### PROVIDED RECORDS:
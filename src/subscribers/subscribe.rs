use async_trait::async_trait;

use crate::events::{RuntimeEvent, RuntimeEventKind};

/// Observer of runtime events delivered by the [`SubscriberSet`](crate::SubscriberSet).
///
/// Every subscriber gets its own bounded queue and worker task, so a slow
/// `on_event` only delays itself. When the queue is full the event is dropped
/// for this subscriber and a `SubscriberOverflow` event is published instead.
#[async_trait]
pub trait Subscribe: Send + Sync + 'static {
    /// Handles one event.
    async fn on_event(&self, event: &RuntimeEvent);

    /// Name used in overflow/panic reports.
    fn name(&self) -> &'static str {
        std::any::type_name::<Self>()
    }

    /// Queue capacity for this subscriber (min 1).
    fn queue_capacity(&self) -> usize {
        1024
    }

    /// Whether events of `kind` should be queued at all.
    ///
    /// Filtered events never take queue space.
    fn accepts(&self, kind: RuntimeEventKind) -> bool {
        let _ = kind;
        true
    }
}
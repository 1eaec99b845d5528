//! # Example: custom_subscriber
//!
//! Attaches a subscriber that only listens to lifecycle events, then walks a
//! worker through install, a failed update and a hot update.
//!
//! ## Flow
//! ```text
//! Host::start(v1) ──► installing ─► installed ─► activating ─► active
//! Host::update(broken) ──► InstallFailed (v1 keeps serving)
//! Host::update(v2) ──► UpdateAccepted (v1 accepted hot updates)
//!
//! Registration ── publish ──► Bus ──► SubscriberSet ──► LifecyclePrinter::on_event
//! ```
//!
//! ## Run
//! ```bash
//! cargo run --example custom_subscriber
//! ```

use std::sync::Arc;

use async_trait::async_trait;
use workervisor::{
    Config, ExtensionError, Host, Request, Response, RuntimeEvent, RuntimeEventKind, ScriptFn,
    ScriptRef, Subscribe, WorkerScope,
};

struct LifecyclePrinter;

#[async_trait]
impl Subscribe for LifecyclePrinter {
    async fn on_event(&self, ev: &RuntimeEvent) {
        match ev.kind {
            RuntimeEventKind::WorkerStateChanged => println!(
                "[sub] worker #{} v{} -> {}",
                ev.worker.unwrap_or(0),
                ev.version.unwrap_or(0),
                ev.state.map(|s| s.as_str()).unwrap_or("?")
            ),
            RuntimeEventKind::InstallFailed | RuntimeEventKind::ActivateFailed => println!(
                "[sub] worker #{} failed: {}",
                ev.worker.unwrap_or(0),
                ev.reason.as_deref().unwrap_or("")
            ),
            RuntimeEventKind::UpdateAccepted => println!(
                "[sub] worker #{} adopted v{} in place",
                ev.worker.unwrap_or(0),
                ev.version.unwrap_or(0)
            ),
            _ => {}
        }
    }

    fn name(&self) -> &'static str {
        "lifecycle-printer"
    }

    fn accepts(&self, kind: RuntimeEventKind) -> bool {
        matches!(
            kind,
            RuntimeEventKind::WorkerStateChanged
                | RuntimeEventKind::InstallFailed
                | RuntimeEventKind::ActivateFailed
                | RuntimeEventKind::UpdateAccepted
        )
    }
}

fn version(body: &'static str) -> ScriptRef {
    ScriptFn::arc(body, move |scope: &mut WorkerScope| {
        scope.hot().accept(|next| {
            println!("[app] migrating to {}", next.name());
            Ok(())
        })?;
        scope.on_fetch(move |ev| ev.respond(Response::ok(body)).map_err(ExtensionError::from));
        Ok(())
    })
}

#[tokio::main]
async fn main() -> Result<(), Box<dyn std::error::Error>> {
    let host = Host::builder(Config::default())
        .with_subscribers(vec![Arc::new(LifecyclePrinter)])
        .build()?;

    host.start(version("v1")).await?;

    let broken = ScriptFn::arc("broken", |_scope: &mut WorkerScope| {
        Err(ExtensionError::fail("does not evaluate"))
    });
    if let Err(e) = host.update(broken).await {
        println!("[demo] update refused: {e}");
    }

    host.update(version("v2")).await?;
    let resp = host.dispatch_request(Request::get("https://app.test/")).await;
    println!("[demo] served: {}", resp.text());

    host.shutdown().await?;
    Ok(())
}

### ABOUT THIS TASK:
All of the material above should be set down again, unaltered.

### ANSWER TO THE EXERCISE:
filename src/subscribers/subscribe.rs
use async_trait::async_trait;

use crate::events::{RuntimeEvent, RuntimeEventKind};

/// Observer of runtime events delivered by the [`SubscriberSet`](crate::SubscriberSet).
///
/// Every subscriber gets its own bounded queue and worker task, so a slow
/// `on_event` only delays itself. When the queue is full the event is dropped
/// for this subscriber and a `SubscriberOverflow` event is published instead.
#[async_trait]
pub trait Subscribe: Send + Sync + 'static {
    /// Handles one event.
    async fn on_event(&self, event: &RuntimeEvent);

    /// Name used in overflow/panic reports.
    fn name(&self) -> &'static str {
        std::any::type_name::<Self>()
    }

    /// Queue capacity for this subscriber (min 1).
    fn queue_capacity(&self) -> usize {
        1024
    }

    /// Whether events of `kind` should be queued at all.
    ///
    /// Filtered events never take queue space.
    fn accepts(&self, kind: RuntimeEventKind) -> bool {
        let _ = kind;
        true
    }
}
repository 1eaec99b845d5528
//! # Example: custom_subscriber
//!
//! Attaches a subscriber that only listens to lifecycle events, then walks a
//! worker through install, a failed update and a hot update.
//!
//! ## Flow
//! ```text
//! Host::start(v1) ──► installing ─► installed ─► activating ─► active
//! Host::update(broken) ──► InstallFailed (v1 keeps serving)
//! Host::update(v2) ──► UpdateAccepted (v1 accepted hot updates)
//!
//! Registration ── publish ──► Bus ──► SubscriberSet ──► LifecyclePrinter::on_event
//! ```
//!
//! ## Run
//! ```bash
//! cargo run --example custom_subscriber
//! ```

use std::sync::Arc;

use async_trait::async_trait;
use workervisor::{
    Config, ExtensionError, Host, Request, Response, RuntimeEvent, RuntimeEventKind, ScriptFn,
    ScriptRef, Subscribe, WorkerScope,
};

struct LifecyclePrinter;

#[async_trait]
impl Subscribe for LifecyclePrinter {
    async fn on_event(&self, ev: &RuntimeEvent) {
        match ev.kind {
            RuntimeEventKind::WorkerStateChanged => println!(
                "[sub] worker #{} v{} -> {}",
                ev.worker.unwrap_or(0),
                ev.version.unwrap_or(0),
                ev.state.map(|s| s.as_str()).unwrap_or("?")
            ),
            RuntimeEventKind::InstallFailed | RuntimeEventKind::ActivateFailed => println!(
                "[sub] worker #{} failed: {}",
                ev.worker.unwrap_or(0),
                ev.reason.as_deref().unwrap_or("")
            ),
            RuntimeEventKind::UpdateAccepted => println!(
                "[sub] worker #{} adopted v{} in place",
                ev.worker.unwrap_or(0),
                ev.version.unwrap_or(0)
            ),
            _ => {}
        }
    }

    fn name(&self) -> &'static str {
        "lifecycle-printer"
    }

    fn accepts(&self, kind: RuntimeEventKind) -> bool {
        matches!(
            kind,
            RuntimeEventKind::WorkerStateChanged
                | RuntimeEventKind::InstallFailed
                | RuntimeEventKind::ActivateFailed
                | RuntimeEventKind::UpdateAccepted
        )
    }
}

fn version(body: &'static str) -> ScriptRef {
    ScriptFn::arc(body, move |scope: &mut WorkerScope| {
        scope.hot().accept(|next| {
            println!("[app] migrating to {}", next.name());
            Ok(())
        })?;
        scope.on_fetch(move |ev| ev.respond(Response::ok(body)).map_err(ExtensionError::from));
        Ok(())
    })
}

#[tokio::main]
async fn main() -> Result<(), Box<dyn std::error::Error>> {
    let host = Host::builder(Config::default())
        .with_subscribers(vec![Arc::new(LifecyclePrinter)])
        .build()?;

    host.start(version("v1")).await?;

    let broken = ScriptFn::arc("broken", |_scope: &mut WorkerScope| {
        Err(ExtensionError::fail("does not evaluate"))
    });
    if let Err(e) = host.update(broken).await {
        println!("[demo] update refused: {e}");
    }

    host.update(version("v2")).await?;
    let resp = host.dispatch_request(Request::get("https://app.test/")).await;
    println!("[demo] served: {}", resp.text());

    host.shutdown().await?;
    Ok(())
}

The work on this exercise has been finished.